Using the formula:\frac{P_{1}}{T_{1}} = \frac{P_{2}}{T_{2}}

Inputing the parameters;

\frac{700}{450} = \frac{P_{2}}{673}

P_{2} = \frac{700*673}{450}

P_{2}= 1046.89 mmHg

###### Example 2

The Pressure of a fixed mass of gas is reduced to one-fifths its initial pressure by what factor does the temperature increase or decrease?

solution;

It should be noted that since in pressure law, as the temperature increases, the pressure also decreases by the same factor.

Reading the question carefully, we can clearly see that the pressure of the gas was reduced by one-fifths. It therefore means that the temperature must also reduce by the same factor.

Ans: The temperature reduce to one-fifths its initial value.

###### Example 3

It was noticed that the temperature of a gas decreases to -25ºC when the pressure was decreased to one-third its initially pressure. Find the temperature of the gas before the pressure was reduce.(The volume remain constant during the process)

solution;

In this question, you are asked to compute for the initial pressure which is unlike the questions we have been solving.

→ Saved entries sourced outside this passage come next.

impl fmt::Display for ImportWarning {
    fn fmt(&self, f: &mut fmt::Formatter<'_>) -> fmt::Result {
        match self {
            Self::UnsupportedSubgraph { node } => write!(
                f,
                "node {node}: only file subgraphs are supported, use `subgraph: \"file.yaml\"`"
            ),
            Self::MissingSubgraphFile { node, hint } => {
                write!(f, "node {node}: subgraph file for '{hint}' not found")
            }
            Self::UnresolvedConnection {
                connection,
                reference,
            } => write!(
                f,
                "connection {connection}: node {reference} not found, connection skipped"
            ),
            Self::UnresolvedGroupMember { group, reference } => {
                write!(f, "group '{group}': node {reference} not found")
            }
            Self::EmptyGroup { group } => {
                write!(f, "group '{group}' has no valid nodes, group skipped")
            }
        }
    }
}

#[derive(Debug)]
pub enum ImportError {
    Io {
        path: PathBuf,
        source: io::Error,
    },
    NotYaml {
        path: PathBuf,
    },
    Yaml(serde_yaml::Error),
    NotAMapping,
    NoNodes,
    UnknownNodeType {
        node: usize,
        name: String,
    },
    InvalidAlign {
        node: usize,
        value: String,
    },
    InvalidTable {
        node: usize,
        reason: &'static str,
    },
}

impl fmt::Display for ImportError {
    fn fmt(&self, f: &mut fmt::Formatter<'_>) -> fmt::Result {
        match self {
            Self::Io { path, source } => write!(f, "failed to read {}: {source}", path.display()),
            Self::NotYaml { path } => write!(f, "not a .yaml file: {}", path.display()),
            Self::Yaml(source) => write!(f, "invalid YAML: {source}"),
            Self::NotAMapping => f.write_str("YAML root must be a mapping"),
            Self::NoNodes => f.write_str("no nodes defined"),
            Self::UnknownNodeType { node, name } => write!(
                f,
                "node {node}: unknown type '{name}' (expected rectangle, text, code, circle, diamond or table)"
            ),
            Self::InvalidAlign { node, value } => {
                write!(f, "node {node}: invalid align '{value}' (expected left, center or right)")
            }
            Self::InvalidTable { node, reason } => write!(f, "node {node}: invalid table: {reason}"),
        }
    }
}

impl std::error::Error for ImportError {
    fn source(&self) -> Option<&(dyn std::error::Error + 'static)> {
        match self {
            Self::Io { source, .. } => Some(source),
            Self::Yaml(source) => Some(source),
            _ => None,
        }
    }
}

/// A converted description and whatever had to be dropped on the way.
#[derive(Debug, Clone, PartialEq)]
pub struct YamlImport {
    pub document: DiagramDocument,
    pub warnings: Vec<ImportWarning>,
}

/// Reads and converts one `.yaml` file. Subgraph files are resolved next to it.
pub fn import_yaml_file(path: &Path) -> Result<YamlImport, ImportError> {
    if path.extension().and_then(OsStr::to_str) != Some(YAML_EXTENSION) {
        return Err(ImportError::NotYaml {
            path: path.to_path_buf(),
        });
    }
    let text = fs::read_to_string(path).map_err(|source| ImportError::Io {
        path: path.to_path_buf(),
        source,
    })?;
    let base_dir = path
        .parent()
        .filter(|parent| !parent.as_os_str().is_empty())
        .unwrap_or(Path::new("."));

    tracing::debug!(path = %path.display(), "converting yaml");
    convert_yaml_str(&text, base_dir)
}

/// Converts YAML text; `base_dir` anchors relative subgraph hints.
pub fn convert_yaml_str(text: &str, base_dir: &Path) -> Result<YamlImport, ImportError> {
    if text.trim().is_empty() {
        return Err(ImportError::NoNodes);
    }
    let raw: serde_yaml::Value = serde_yaml::from_str(text).map_err(ImportError::Yaml)?;
    if !raw.is_mapping() {
        return Err(ImportError::NotAMapping);
    }
    let diagram: YamlDiagram = serde_yaml::from_value(raw).map_err(ImportError::Yaml)?;
    if diagram.nodes.is_empty() {
        return Err(ImportError::NoNodes);
    }

    let import = Conversion::new(base_dir).run(diagram)?;
    tracing::info!(
        nodes = import.document.nodes.len(),
        connections = import.document.connections.len(),
        groups = import.document.groups.len(),
        warnings = import.warnings.len(),
        "converted yaml"
    );
    Ok(import)
}

/// Finds the YAML file a subgraph hint points at.
///
/// `name.yaml` is taken relative to `base_dir`. A bare `name` is looked up as
/// `name/name.yaml` first, then as `name.yaml`.
pub fn resolve_subgraph_path(base_dir: &Path, hint: &str) -> Option<PathBuf> {
    let candidates = if Path::new(hint).extension() == Some(OsStr::new(YAML_EXTENSION)) {
        vec![base_dir.join(hint)]
    } else {
        vec![
            base_dir.join(hint).join(format!("{hint}.{YAML_EXTENSION}")),
            base_dir.join(format!("{hint}.{YAML_EXTENSION}")),
        ]
    };
    candidates.into_iter().find(|candidate| candidate.is_file())
}

/// The document a converted YAML file is written to: same place, `.json` extension.
pub fn json_path_for(yaml_path: &Path) -> PathBuf {
    yaml_path.with_extension("json")
}

/// Every `.yaml` file below `dir`, sorted.
pub fn find_yaml_files(dir: &Path) -> io::Result<Vec<PathBuf>> {
    let mut found = Vec::new();
    let mut pending = vec![dir.to_path_buf()];
    while let Some(current) = pending.pop() {
        for entry in fs::read_dir(&current)? {
            let path = entry?.path();
            if path.is_dir() {
                pending.push(path);
            } else if path.extension() == Some(OsStr::new(YAML_EXTENSION)) {
                found.push(path);
            }
        }
    }
    found.sort();
    Ok(found)
}

struct Conversion<'a> {
    base_dir: &'a Path,
    next_id: u64,
    warnings: Vec<ImportWarning>,
}

impl<'a> Conversion<'a> {
    fn new(base_dir: &'a Path) -> Self {
        Self {
            base_dir,
            next_id: 1,
            warnings: Vec::new(),
        }
    }

    fn run(mut self, diagram: YamlDiagram) -> Result<YamlImport, ImportError> {
        let mut nodes = Vec::with_capacity(diagram.nodes.len());
        // Later nodes win on duplicate text, so references resolve to the last one.
        let mut ids_by_text: HashMap<&str, NodeId> = HashMap::new();
        for (index, yaml) in diagram.nodes.iter().enumerate() {
            let node_id = NodeId::new(self.take_id());
            nodes.push(self.node(node_id, index, yaml)?);
            ids_by_text.insert(yaml.text.as_str(), node_id);
        }
        let resolve = |reference: &NodeRef| -> Option<NodeId> {
            let text = match reference {
                NodeRef::Index(index) => usize::try_from(*index)
                    .ok()
                    .and_then(|index| diagram.nodes.get(index))
                    .map(|node| node.text.as_str())?,
                NodeRef::Text(text) => text.as_str(),
            };
            ids_by_text.get(text).copied()
        };

        let mut connections = Vec::new();
        for (index, yaml) in diagram.connections.iter().enumerate() {
            let (from_id, to_id) = match (resolve(&yaml.from), resolve(&yaml.to)) {
                (Some(from_id), Some(to_id)) => (from_id, to_id),
                (from_id, _) => {
                    let reference = if from_id.is_none() { &yaml.from } else { &yaml.to };
                    self.warn(ImportWarning::UnresolvedConnection {
                        connection: index,
                        reference: reference.clone(),
                    });
                    continue;
                }
            };
            let connection = Connection::new(ConnectionId::new(self.take_id()), from_id, to_id);
            connections.push(if yaml.directed {
                connection
            } else {
                connection.undirected()
            });
        }

        let mut groups = Vec::new();
        for yaml in &diagram.groups {
            let mut members = Vec::with_capacity(yaml.nodes.len());
            for reference in &yaml.nodes {
                match resolve(reference) {
                    Some(node_id) => members.push(node_id),
                    None => self.warn(ImportWarning::UnresolvedGroupMember {
                        group: yaml.name.clone(),
                        reference: reference.clone(),
                    }),
                }
            }
            if members.is_empty() {
                self.warn(ImportWarning::EmptyGroup {
                    group: yaml.name.clone(),
                });
                continue;
            }
            groups.push(Group::new(
                GroupId::new(self.take_id()),
                yaml.name.clone(),
                members,
            ));
        }

        Ok(YamlImport {
            document: DiagramDocument {
                version: Some(DOCUMENT_VERSION.to_owned()),
                nodes,
                connections,
                groups,
                next_id: Some(self.next_id),
                ..DiagramDocument::default()
            },
            warnings: self.warnings,
        })
    }

    fn node(&mut self, node_id: NodeId, index: usize, yaml: &YamlNode) -> Result<Node, ImportError> {
        let kind = match yaml.kind.as_deref() {
            None => NodeKind::Rectangle,
            Some(name) => NodeKind::from_name(name).ok_or_else(|| ImportError::UnknownNodeType {
                node: index,
                name: name.to_owned(),
            })?,
        };
        let align = yaml.align.as_deref().unwrap_or(DEFAULT_TEXT_ALIGN);
        if !TEXT_ALIGNMENTS.contains(&align) {
            return Err(ImportError::InvalidAlign {
                node: index,
                value: align.to_owned(),
            });
        }

        let shaped = if kind == NodeKind::Table {
            let cells = match &yaml.table {
                Some(YamlTable::Markdown(markdown)) => markdown_cells(index, markdown)?,
                Some(YamlTable::Grid(grid)) => grid_cells(grid),
                None => grid_cells(&TableGrid::default()),
            };
            let rows = cells.len();
            let cols = cells.first().map_or(0, Vec::len);
            Node::table(
                node_id,
                0.0,
                0.0,
                vec![TABLE_CELL_WIDTH; cols],
                vec![TABLE_CELL_HEIGHT; rows],
            )
            .with_cells(Value::Array(cells.into_iter().map(Value::Array).collect()))
        } else {
            Node::unplaced(node_id, kind)
        };
        let node = shaped.with_text(yaml.text.clone()).with_text_align(align);

        Ok(match self.subgraph(index, yaml.subgraph.as_ref()) {
            Some(reference) => node.with_subgraph(Subgraph::File(reference)),
            None => node,
        })
    }

    /// The `.json` reference for a node's subgraph hint, relative to the base directory.
    fn subgraph(&mut self, index: usize, hint: Option<&serde_yaml::Value>) -> Option<String> {
        let hint = match hint? {
            serde_yaml::Value::String(hint) => hint,
            _ => {
                self.warn(ImportWarning::UnsupportedSubgraph { node: index });
                return None;
            }
        };
        let Some(found) = resolve_subgraph_path(self.base_dir, hint) else {
            self.warn(ImportWarning::MissingSubgraphFile {
                node: index,
                hint: hint.clone(),
            });
            return None;
        };
        let relative = found
            .strip_prefix(self.base_dir)
            .unwrap_or(&found)
            .with_extension("json");
        let parts: Vec<String> = relative
            .components()
            .filter_map(|component| match component {
                Component::Normal(part) => Some(part.to_string_lossy().into_owned()),
                Component::ParentDir => Some("..".to_owned()),
                _ => None,
            })
            .collect();
        Some(parts.join("/"))
    }

    fn take_id(&mut self) -> u64 {
        let id = self.next_id;
        self.next_id += 1;
        id
    }

    fn warn(&mut self, warning: ImportWarning) {
        tracing::warn!(%warning, "yaml import");
        self.warnings.push(warning);
    }
}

P_{1} = P since its values wasn’t given

T_{1} = ?

P_{2} = \frac{P}{3}

T_{2} = (-25 + 273)K = 248K

Using the formula:\frac{P_{1}}{T_{1}} = \frac{P_{2}}{T_{2}}

Substituting the values;

\frac{P}{T_{1}} = \frac{(1/3)*P}{248}

P is common to both sides of the equation, so we can cancel out the P’s

Simplifying further becomes

\frac{1}{T_{1}} = \frac{1}{3*248}

cross-multiplying gives:

T_{1} = 3*248

T_{1} = 744K

##### Solving Questions involving General gas law

The general gas equation as its name implies, includes all Pressure,Temperature and Volume in its equation.

As a result of this, it is import for you to know what S.T.P means;

S.T.P is an acronym for Standard Temperature and Standard pressure.

The Standard temperature has a value of 0.15ºC or 273.15K.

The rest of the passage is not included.